When Michael Mayes ('99) showed up for the first day of a capella choir rehearsal at UNT, he couldn't read any music.

He was a former football player from Cut and Shoot, Texas, who had performed in church choirs all his life. After an injury forced him out of athletics, he enrolled in high school choir and even made Texas All-State Choir. But this class was different.

"I could follow the shape-notes in the Heavenly Highway Hymns book we used at church, but as for reading 'real' music, it was like being dropped off in a foreign country that used a completely different alphabet and being expected to function like a local," he says.

At the end of the week, he showed up in tears at the office of Mel Ivey, the late Professor Emeritus of music. But Ivey gave Mayes the advice that would lead to his career on the opera stage. Mayes, a baritone, now performs around the world in traditional and contemporary operas, most memorably as the convicted murderer Joseph de Rocher awaiting his execution in Dead Man Walking.

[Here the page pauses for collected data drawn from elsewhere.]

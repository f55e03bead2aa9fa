#[cfg(test)]
mod routing_tests {
    use common::hal::simulator::SimHardware;
    use common::hal::Hardware;
    use common::protocol::{
        ChunkId, ChunkType, Command, DeviceType, Header, Packet, HEADER_SIZE, MAX_DATA_SIZE,
    };
    use common::utils::{Crc16, CrcService};
    use expander::config::{DIRECTORY_CAPACITY, MAX_DOWNLINK_PORTS, UPLINK_PORT};
    use expander::{AuraEngine, ExpanderConfig};

    const PORTS: usize = MAX_DOWNLINK_PORTS + 1;
    const UID: u32 = 0xE000_0001;
    const PC: u32 = 0;

    type Engine = AuraEngine<SimHardware, Crc16, PORTS>;

    fn engine() -> Engine {
        let mut engine = AuraEngine::new(SimHardware::new(UID, PORTS), Crc16, ExpanderConfig::default());
        engine.start();
        engine
    }

    fn deliver_raw(engine: &mut Engine, port: usize, bytes: &[u8]) {
        engine.on_receive_complete(port, &bytes[..HEADER_SIZE]);
        engine.on_receive_complete(port, &bytes[HEADER_SIZE..]);
    }

    fn request(cnt: u32, dest: u32, cmd: Command) -> Packet {
        let mut packet = Packet::new(Header::new(cnt, PC, dest, cmd as u16));
        packet.seal(&Crc16);
        packet
    }

    fn identity_answer(uid: u32) -> Packet {
        let mut packet = Packet::new(Header::new(1, uid, PC, Command::AnsWhoami as u16));
        packet
            .append_chunk(ChunkId::Type as u8, ChunkType::U32, &(DeviceType::Tmp112 as u32).to_le_bytes())
            .unwrap();
        packet.seal(&Crc16);
        packet
    }

    /// 轮询直到发送队列清空，返回上行口发出的所有帧
    fn flush_uplink(engine: &mut Engine) -> Vec<Vec<u8>> {
        let mut out = Vec::new();
        loop {
            engine.poll();
            let sent = engine.hardware_mut().transport().take_sent(UPLINK_PORT);
            if sent.is_empty() && engine.queue().is_empty() {
                return out;
            }
            for frame in sent {
                engine.on_send_complete(UPLINK_PORT);
                out.push(frame);
            }
        }
    }

    fn downlink_traffic(engine: &mut Engine) -> Vec<(usize, Vec<u8>)> {
        let mut out = Vec::new();
        for port in 1..PORTS {
            for frame in engine.hardware_mut().transport().take_sent(port) {
                engine.on_send_complete(port);
                out.push((port, frame));
            }
        }
        out
    }

    #[test]
    fn test_each_device_is_reached_through_its_own_port() {
        let mut engine = engine();
        for port in 1..PORTS {
            deliver_raw(&mut engine, port, identity_answer(100 + port as u32).as_bytes());
        }
        assert_eq!(flush_uplink(&mut engine).len(), MAX_DOWNLINK_PORTS);

        for port in 1..PORTS {
            let uid = 100 + port as u32;
            let req = request(port as u32, uid, Command::ReqData);
            deliver_raw(&mut engine, UPLINK_PORT, req.as_bytes());
            engine.poll();
            assert_eq!(downlink_traffic(&mut engine), vec![(port, req.as_bytes().to_vec())]);
        }
        assert_eq!(engine.stats().routing_misses, 0);
    }

    #[test]
    fn test_directory_overflow_rejects_and_counts() {
        let mut engine = engine();
        let total = DIRECTORY_CAPACITY + 1;
        for i in 0..total {
            let port = 1 + i % MAX_DOWNLINK_PORTS;
            deliver_raw(&mut engine, port, identity_answer(1000 + i as u32).as_bytes());
            if port == MAX_DOWNLINK_PORTS || i + 1 == total {
                flush_uplink(&mut engine);
            }
        }

        assert_eq!(engine.directory().len(), DIRECTORY_CAPACITY);
        assert_eq!(engine.stats().directory_rejects, 1);
        assert_eq!(engine.stats().queue_overflows, 0);

        let last = 1000 + DIRECTORY_CAPACITY as u32;
        deliver_raw(&mut engine, UPLINK_PORT, request(9, last, Command::ReqData).as_bytes());
        engine.poll();
        assert!(downlink_traffic(&mut engine).is_empty());
        assert_eq!(engine.stats().routing_misses, 1);
    }

    #[test]
    fn test_rediscovery_follows_moved_device() {
        let mut engine = engine();
        deliver_raw(&mut engine, 3, identity_answer(77).as_bytes());
        flush_uplink(&mut engine);

        deliver_raw(&mut engine, UPLINK_PORT, request(2, 0, Command::ReqWhoami).as_bytes());
        engine.poll();
        downlink_traffic(&mut engine);
        assert_eq!(engine.directory().lookup(77), None);

        deliver_raw(&mut engine, 5, identity_answer(77).as_bytes());
        flush_uplink(&mut engine);
        assert_eq!(engine.directory().lookup(77), Some(5));

        let req = request(3, 77, Command::ReqData);
        deliver_raw(&mut engine, UPLINK_PORT, req.as_bytes());
        engine.poll();
        assert_eq!(downlink_traffic(&mut engine), vec![(5, req.as_bytes().to_vec())]);
    }

    #[test]
    fn test_reserved_read_is_forwarded_but_not_answered() {
        let mut engine = engine();
        deliver_raw(&mut engine, UPLINK_PORT, request(1, 0, Command::ReqRead).as_bytes());
        assert!(flush_uplink(&mut engine).is_empty());
        assert_eq!(downlink_traffic(&mut engine).len(), MAX_DOWNLINK_PORTS);
    }

    #[test]
    fn test_unrecognized_command_from_downlink_goes_up_unchanged() {
        let mut engine = engine();
        let mut frame = Packet::new(Header::new(4, 55, PC, 0x99));
        frame.seal(&Crc16);
        deliver_raw(&mut engine, 4, frame.as_bytes());

        assert_eq!(flush_uplink(&mut engine), vec![frame.as_bytes().to_vec()]);
        assert!(engine.directory().is_empty());
    }

    #[test]
    fn test_malformed_whoami_answer_is_registered_and_forwarded_as_is() {
        let mut engine = engine();
        // 数据块声明 10 字节，负载只剩 2 字节
        let mut header = Header::new(1, 66, PC, Command::AnsWhoami as u16);
        header.data_sz = 6;
        let mut raw = header.to_bytes().to_vec();
        raw.extend_from_slice(&[ChunkId::Type as u8, ChunkType::ArrU8 as u8, 10, 0, 0xAA, 0xBB]);
        let crc = Crc16.compute(&raw);
        raw.extend_from_slice(&crc.to_le_bytes());

        deliver_raw(&mut engine, 2, &raw);
        assert_eq!(flush_uplink(&mut engine), vec![raw]);
        assert_eq!(engine.directory().lookup(66), Some(2));
        assert_eq!(engine.stats().malformed_answers, 1);
    }

    #[test]
    fn test_full_whoami_answer_cannot_grow_and_is_dropped() {
        let mut engine = engine();
        let mut answer = Packet::new(Header::new(1, 88, PC, Command::AnsWhoami as u16));
        answer
            .append_chunk(ChunkId::Type as u8, ChunkType::U32, &(DeviceType::Expander as u32).to_le_bytes())
            .unwrap();
        let chain = vec![0u8; MAX_DATA_SIZE - 8 - 4];
        answer
            .append_chunk(ChunkId::Uids as u8, ChunkType::ArrU32, &chain)
            .unwrap();
        answer.seal(&Crc16);

        deliver_raw(&mut engine, 1, answer.as_bytes());
        assert!(flush_uplink(&mut engine).is_empty());
        assert_eq!(engine.stats().aggregation_overflows, 1);
        assert_eq!(engine.directory().lookup(88), Some(1));
    }

    #[test]
    fn test_garbage_header_resyncs_to_next_frame() {
        let mut engine = engine();
        let garbage = [0x55u8; HEADER_SIZE];
        engine.on_receive_complete(6, &garbage);
        assert_eq!(engine.stats().bad_magic, 1);

        let frame = request(1, PC, Command::AnsData);
        deliver_raw(&mut engine, 6, frame.as_bytes());
        assert_eq!(flush_uplink(&mut engine), vec![frame.as_bytes().to_vec()]);
    }
}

"Mr. Ivey listened to me patiently," Mayes says, "and then walked around the desk, sat on the edge, looked me straight in the eye and said, 'Michael, you aren't the first country boy to be sitting right where you are, saying exactly what you're saying to me right now. It's a lot, and I know it's overwhelming, but I believe that you have what it takes to hang in there. Just give it a semester, we'll get you the help that you need, we'll make sure you don't fall behind, and trust me son -- you'll look back on this one day and be glad you didn't give up now.'"

Ivey was right. After graduating from UNT, Mayes landed classic roles such as the title characters of Rigoletto and Don Giovanni, but he prefers operas that touch on current events --like Glory Denied, about a soldier's tumultuous return home from the Vietnam War.

Audience members have told him stories about how his shows have affected them. Glory audience members said their relationships changed with family members who served in the military. After Dead Man Walking, one woman changed her opinion of the man who murdered her daughter.

"When I discovered opera for the first time, as a result of my scholarship to come study at UNT, it was the storytelling aspect of opera that truly drew me in, combined with the sheer power of the unamplified voice and all the trappings of the stage that really hooked me," he says. "It was the ultimate culmination of so many things that I loved, and it's that sweet spot of convergence that is the center of my artistic universe to this day."